The Final Mission of Bottoms Up: A World War II Pilot’s Story by Dennis R. Okerstrom. University of Missouri Press, 2011, 272 pp.
Author Dennis Okerstrom has done all of us a very great favor. Lee Lamar, the primary figure in Okerstrom’s book The Final Mission of “Bottoms Up,” is now 91 years old and, like his contemporaries, will not be with us in the flesh forever. The author has caught his story before it slips away into oblivion, recording it for everyone. This is a story worth sharing, even savoring, especially because of its unique time and distance-spanning context. It is not simply a World War II story about the crew of Bottoms Up, a B-24 Liberator; rather, it paints a vivid picture of a much larger tale that includes Yugoslavian (Croatian) partisans, contemporary archaeology, and Croat veterans of their own more recent conflict.
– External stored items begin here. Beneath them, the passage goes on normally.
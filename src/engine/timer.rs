//! Timer engine for study sessions.
//!
//! This module provides the core timer functionality:
//! - State transitions (Idle → Running ⇄ Paused → Finished)
//! - Deadline detection from wall-clock deltas on every tick
//! - Event firing for display updates and completion signals
//! - Best-effort persistence through a `PersistenceSink`
//!
//! All operations are no-ops where the current phase disallows them, and
//! sink failures never alter engine state: they are reported as events and
//! retried at the next save opportunity.

use std::sync::Arc;

use tokio::sync::mpsc;

use crate::sink::{PersistenceSink, SessionMeta};
use crate::types::{TimerConfig, TimerPhase, TimerSnapshot};

use super::clock::{SessionClock, SystemTimeSource, TimeSource};

// ============================================================================
// TimerEvent
// ============================================================================

/// How a session reached Finished. Affects UI wording only, never the
/// credited-minutes accounting.
#[derive(Debug, Clone, Copy, PartialEq, Eq)]
pub enum Completion {
    /// The user finished the session explicitly
    Manual,
    /// The countdown reached its deadline
    Automatic,
}

/// Timer events for display updates and external integrations.
#[derive(Debug, Clone, PartialEq, Eq)]
pub enum TimerEvent {
    /// A new session left Idle
    Started {
        /// Planned countdown length in seconds
        planned_seconds: u32,
    },
    /// A paused session is counting down again
    Resumed {
        /// Remaining milliseconds
        remaining_ms: u64,
    },
    /// The countdown was suspended
    Paused {
        /// Remaining milliseconds, snapshotted at the pause
        remaining_ms: u64,
    },
    /// The engine returned to Idle without crediting
    Reset,
    /// Periodic display refresh
    Tick {
        /// Remaining milliseconds
        remaining_ms: u64,
    },
    /// The session finished and minutes were credited
    Finished {
        /// Whole minutes credited (may be zero)
        minutes_credited: u32,
        /// Manual or automatic completion
        completion: Completion,
    },
    /// In-flight progress was saved to the sink
    ProgressSaved {
        /// Accumulated elapsed seconds
        seconds: u64,
    },
    /// A sink write failed; it will be retried on the next save opportunity
    SaveFailed {
        /// Failure description for status display
        message: String,
    },
}

// ============================================================================
// TimerEngine
// ============================================================================

/// Timer engine owning all session state and elapsed-time accounting.
pub struct TimerEngine {
    /// Current phase
    phase: TimerPhase,
    /// Timer configuration
    config: TimerConfig,
    /// Wall-clock bookkeeping of the in-flight session
    clock: Option<SessionClock>,
    /// Identity of the in-flight session, for the sink
    session: Option<SessionMeta>,
    /// Duration preview shown while Idle/Finished, in minutes
    preview_minutes: u32,
    /// Elapsed-seconds threshold for the next periodic progress save
    next_progress_secs: u64,
    /// Engine-side total of credited minutes; never rolled back
    minutes_credited: u64,
    /// Finish events that credited time
    sessions_finished: u32,
    /// Lesson this engine accounts time against
    lesson_key: Option<String>,
    /// Time source (system clock in production, manual in tests)
    time: Arc<dyn TimeSource>,
    /// Persistence destination for credits and progress
    sink: Box<dyn PersistenceSink>,
    /// Event sender channel
    event_tx: mpsc::UnboundedSender<TimerEvent>,
}

impl TimerEngine {
    /// Creates a new engine with the system clock.
    pub fn new(
        config: TimerConfig,
        sink: Box<dyn PersistenceSink>,
        event_tx: mpsc::UnboundedSender<TimerEvent>,
    ) -> Self {
        Self::with_time_source(config, sink, event_tx, Arc::new(SystemTimeSource))
    }

    /// Creates a new engine with an explicit time source.
    pub fn with_time_source(
        config: TimerConfig,
        sink: Box<dyn PersistenceSink>,
        event_tx: mpsc::UnboundedSender<TimerEvent>,
        time: Arc<dyn TimeSource>,
    ) -> Self {
        let preview_minutes = config.clamp_minutes(None);
        Self {
            phase: TimerPhase::Idle,
            config,
            clock: None,
            session: None,
            preview_minutes,
            next_progress_secs: 0,
            minutes_credited: 0,
            sessions_finished: 0,
            lesson_key: None,
            time,
            sink,
            event_tx,
        }
    }

    /// Sets the lesson this engine accounts time against.
    pub fn set_lesson_key(&mut self, lesson_key: Option<String>) {
        self.lesson_key = lesson_key;
    }

    /// Returns the current phase.
    pub fn phase(&self) -> TimerPhase {
        self.phase
    }

    /// Returns a read-only snapshot for status queries.
    ///
    /// While Idle the remaining time shows the full preview duration, so a
    /// reset redisplays the planned countdown without crediting anything.
    pub fn snapshot(&self) -> TimerSnapshot {
        let remaining_ms = match self.phase {
            TimerPhase::Idle => u64::from(self.preview_minutes) * 60_000,
            TimerPhase::Finished => 0,
            TimerPhase::Running | TimerPhase::Paused => self.remaining_ms(),
        };
        TimerSnapshot {
            phase: self.phase,
            remaining_ms,
            planned_seconds: self.clock.as_ref().map(SessionClock::planned_duration_secs),
            minutes_credited: self.minutes_credited,
            sessions_finished: self.sessions_finished,
            lesson_key: self.lesson_key.clone(),
        }
    }

    /// Starts a new session, or resumes a paused one.
    ///
    /// From Idle or Finished, `minutes` is clamped to the valid range (the
    /// configured default when absent) and a fresh session begins. From
    /// Paused the countdown resumes and `minutes` is ignored: the planned
    /// duration of an in-flight session is immutable. No-op while Running.
    ///
    /// Returns true if a transition occurred.
    pub fn start(&mut self, minutes: Option<u32>) -> bool {
        match self.phase {
            TimerPhase::Running => false,
            TimerPhase::Paused => self.resume_paused(),
            TimerPhase::Idle | TimerPhase::Finished => {
                let now = self.time.now_ms();
                let planned_minutes = self.config.clamp_minutes(minutes);
                let planned_seconds = planned_minutes * 60;

                self.preview_minutes = planned_minutes;
                self.clock = Some(SessionClock::begin(planned_seconds, now));
                self.session = Some(SessionMeta::starting_at_ms(now));
                self.next_progress_secs = self.config.progress_interval_secs;
                self.phase = TimerPhase::Running;

                self.emit(TimerEvent::Started { planned_seconds });
                true
            }
        }
    }

    /// Resumes a paused session. No-op in any other phase.
    pub fn resume(&mut self) -> bool {
        if self.phase == TimerPhase::Paused {
            self.resume_paused()
        } else {
            false
        }
    }

    fn resume_paused(&mut self) -> bool {
        let now = self.time.now_ms();
        let Some(clock) = self.clock.as_mut() else {
            return false;
        };
        clock.resume(now);
        let remaining_ms = clock.remaining_ms(now, false);
        self.phase = TimerPhase::Running;

        self.emit(TimerEvent::Resumed { remaining_ms });
        true
    }

    /// Pauses the running countdown, snapshotting the remaining time and
    /// flushing accumulated progress best-effort. No-op unless Running.
    pub fn pause(&mut self) -> bool {
        if self.phase != TimerPhase::Running {
            return false;
        }

        let now = self.time.now_ms();
        let Some(clock) = self.clock.as_mut() else {
            return false;
        };
        clock.pause(now);
        let remaining_ms = clock.remaining_ms(now, true);
        self.phase = TimerPhase::Paused;

        self.save_progress_now();
        self.emit(TimerEvent::Paused { remaining_ms });
        true
    }

    /// Pauses in response to the host reporting the view hidden or the
    /// process backgrounded.
    ///
    /// The timer never keeps counting invisibly: persisted time reflects
    /// only foregrounded engagement.
    pub fn suspend(&mut self) -> bool {
        if self.phase == TimerPhase::Running {
            tracing::info!("view hidden while running, pausing timer");
            self.pause()
        } else {
            false
        }
    }

    /// Resets to Idle from any phase without crediting any minutes.
    ///
    /// If Running, the current elapsed time is flushed to the sink
    /// best-effort first (last-chance save before teardown).
    pub fn reset(&mut self) -> bool {
        if self.phase == TimerPhase::Running {
            self.save_progress_now();
        }

        self.clock = None;
        self.session = None;
        self.next_progress_secs = 0;
        self.phase = TimerPhase::Idle;

        self.emit(TimerEvent::Reset);
        true
    }

    /// Finishes the session explicitly, crediting elapsed running minutes.
    /// No-op unless Running or Paused.
    ///
    /// Returns the credited minutes if a transition occurred.
    pub fn finish_manual(&mut self) -> Option<u32> {
        if !self.phase.is_in_flight() {
            return None;
        }
        Some(self.finish(Completion::Manual))
    }

    /// Changes the configured duration preview while Idle or Finished.
    ///
    /// Rejected (no-op, returns false) while a session is in flight, so an
    /// edit can never corrupt a running countdown. The value is clamped
    /// silently; the refreshed preview is published as a tick.
    pub fn set_duration_minutes(&mut self, minutes: Option<u32>) -> bool {
        if self.phase.is_in_flight() {
            return false;
        }

        self.preview_minutes = self.config.clamp_minutes(minutes);
        self.emit(TimerEvent::Tick {
            remaining_ms: u64::from(self.preview_minutes) * 60_000,
        });
        true
    }

    /// Advances the countdown: publishes the remaining time, saves progress
    /// at the configured cadence, and performs the automatic finish when the
    /// deadline is reached.
    ///
    /// Only the Running phase ticks, and finishing moves the phase to
    /// Finished, so a second tick observing the same deadline cannot credit
    /// twice.
    pub fn tick(&mut self) {
        if self.phase != TimerPhase::Running {
            return;
        }

        let now = self.time.now_ms();
        let Some(clock) = self.clock.as_ref() else {
            return;
        };
        let remaining_ms = clock.remaining_ms(now, false);
        let elapsed_secs = clock.elapsed_secs(now, false);

        self.emit(TimerEvent::Tick { remaining_ms });

        if remaining_ms == 0 {
            self.finish(Completion::Automatic);
            return;
        }

        if elapsed_secs >= self.next_progress_secs {
            self.save_progress_now();
            let interval = self.config.progress_interval_secs.max(1);
            self.next_progress_secs = (elapsed_secs / interval + 1) * interval;
        }
    }

    /// Current remaining milliseconds of the in-flight session.
    fn remaining_ms(&self) -> u64 {
        let paused = self.phase == TimerPhase::Paused;
        self.clock
            .as_ref()
            .map(|c| c.remaining_ms(self.time.now_ms(), paused))
            .unwrap_or(0)
    }

    /// Completes the session and credits elapsed minutes.
    ///
    /// Manual and automatic completion share the same elapsed-time formula;
    /// pauses during a run reduce the credit either way.
    fn finish(&mut self, completion: Completion) -> u32 {
        let now = self.time.now_ms();
        let paused = self.phase == TimerPhase::Paused;
        let minutes = self
            .clock
            .as_ref()
            .map(|c| c.credited_minutes(now, paused))
            .unwrap_or(0);

        if minutes > 0 {
            // Engine-side bookkeeping stands even if the sink write fails;
            // reconciliation is the caller's concern.
            self.minutes_credited += u64::from(minutes);
            self.sessions_finished += 1;

            if let Some(session) = self.session {
                if let Err(e) = self.sink.credit_minutes(&session, minutes) {
                    tracing::warn!(error = %e, minutes, "failed to persist credited minutes");
                    self.emit(TimerEvent::SaveFailed {
                        message: e.to_string(),
                    });
                }
            }
        }

        self.phase = TimerPhase::Finished;
        self.emit(TimerEvent::Finished {
            minutes_credited: minutes,
            completion,
        });
        minutes
    }

    /// Best-effort save of the current accumulated elapsed seconds.
    fn save_progress_now(&mut self) {
        let paused = self.phase == TimerPhase::Paused;
        let (Some(clock), Some(session)) = (self.clock.as_ref(), self.session) else {
            return;
        };

        let seconds = clock.elapsed_secs(self.time.now_ms(), paused);
        if seconds == 0 {
            return;
        }

        match self.sink.save_progress(&session, seconds) {
            Ok(()) => self.emit(TimerEvent::ProgressSaved { seconds }),
            Err(e) => {
                tracing::warn!(error = %e, seconds, "failed to save progress, will retry");
                self.emit(TimerEvent::SaveFailed {
                    message: e.to_string(),
                });
            }
        }
    }

    /// Publishes an event, ignoring a dropped receiver: the engine keeps
    /// working with nobody listening.
    fn emit(&self, event: TimerEvent) {
        let _ = self.event_tx.send(event);
    }
}

// ============================================================================
// Tests
// ============================================================================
We generally fail to appreciate the very wise and certainly enormous readiness effort that took place in the United States in the years preceding its entrance into World War II. While Congress dithered over whether or not to reinstate the draft, the executive branch—especially the War Department—made extensive preparations that proved to be prescient. Prior to the war, the Civilian Pilot Training Program (CPTP), for example, established the basis for a real war effort, putting thousands of young men through flight training. Between 1939 and 1944, the CPTP and its successor, the War Training Service, trained a total of 435,165 pilots who recorded nearly 12 million flying hours. Lee Lamar was one of those CPTP participants who saw an opportunity to expand his world beyond the confines of his family’s farm in northwest Missouri and embark on a course that included not only flight training but also a college education.
Many veterans of World Ward II’s conflict in the air followed similar paths. A large number also experienced getting shot down, bailing out over enemy-held territory, and spending the duration of the war in a prisoner of war (POW) camp. Not many, however, visited their crash site years later, found the precise location of their parachute landing, marked the spot where they were captured, or visited with now-elderly partisans who helped some of their crewmates escape. That is what makes this book unique and a delight to read.
The incredible confluence of a modern Croat archaeologist discovering the scattered remains of a wartime B-24 and the ability and determination to track down the identity of that aircraft’s crew, ultimately arranging a visit for the copilot is nothing short of incredible—a superb example of “history detectives” at their finest. Okerstrom captures that story and masterfully weaves it into a narrative of Lieutenant Lamar’s journey from CPTP cadet to B-24 copilot to POW in Stalag Luft 1. The modern part of the story highlights the determined curiosity of Luka Bekic, Croat archaeologist and veteran of his country’s war for independence. Perhaps only a soldier could appreciate the potential story associated with the scraps of aluminum he found near Pula, Croatia. Only a skilled, determined researcher could trace their definitive origin, associate them with a specific crew, and ultimately contact the survivors. This is a case of the right person being in the right place at just the right time.
I must admit, I enjoyed this book so much that I took a little detour across the river one day just to see Lamar’s home town of Faucett, Missouri, and to visit Rosecrans Field near St. Joseph, Missouri, where he did his CPTP training. It was like a short trip through history. Thank you, Professor Okerstrom, for your book that prompted the tour.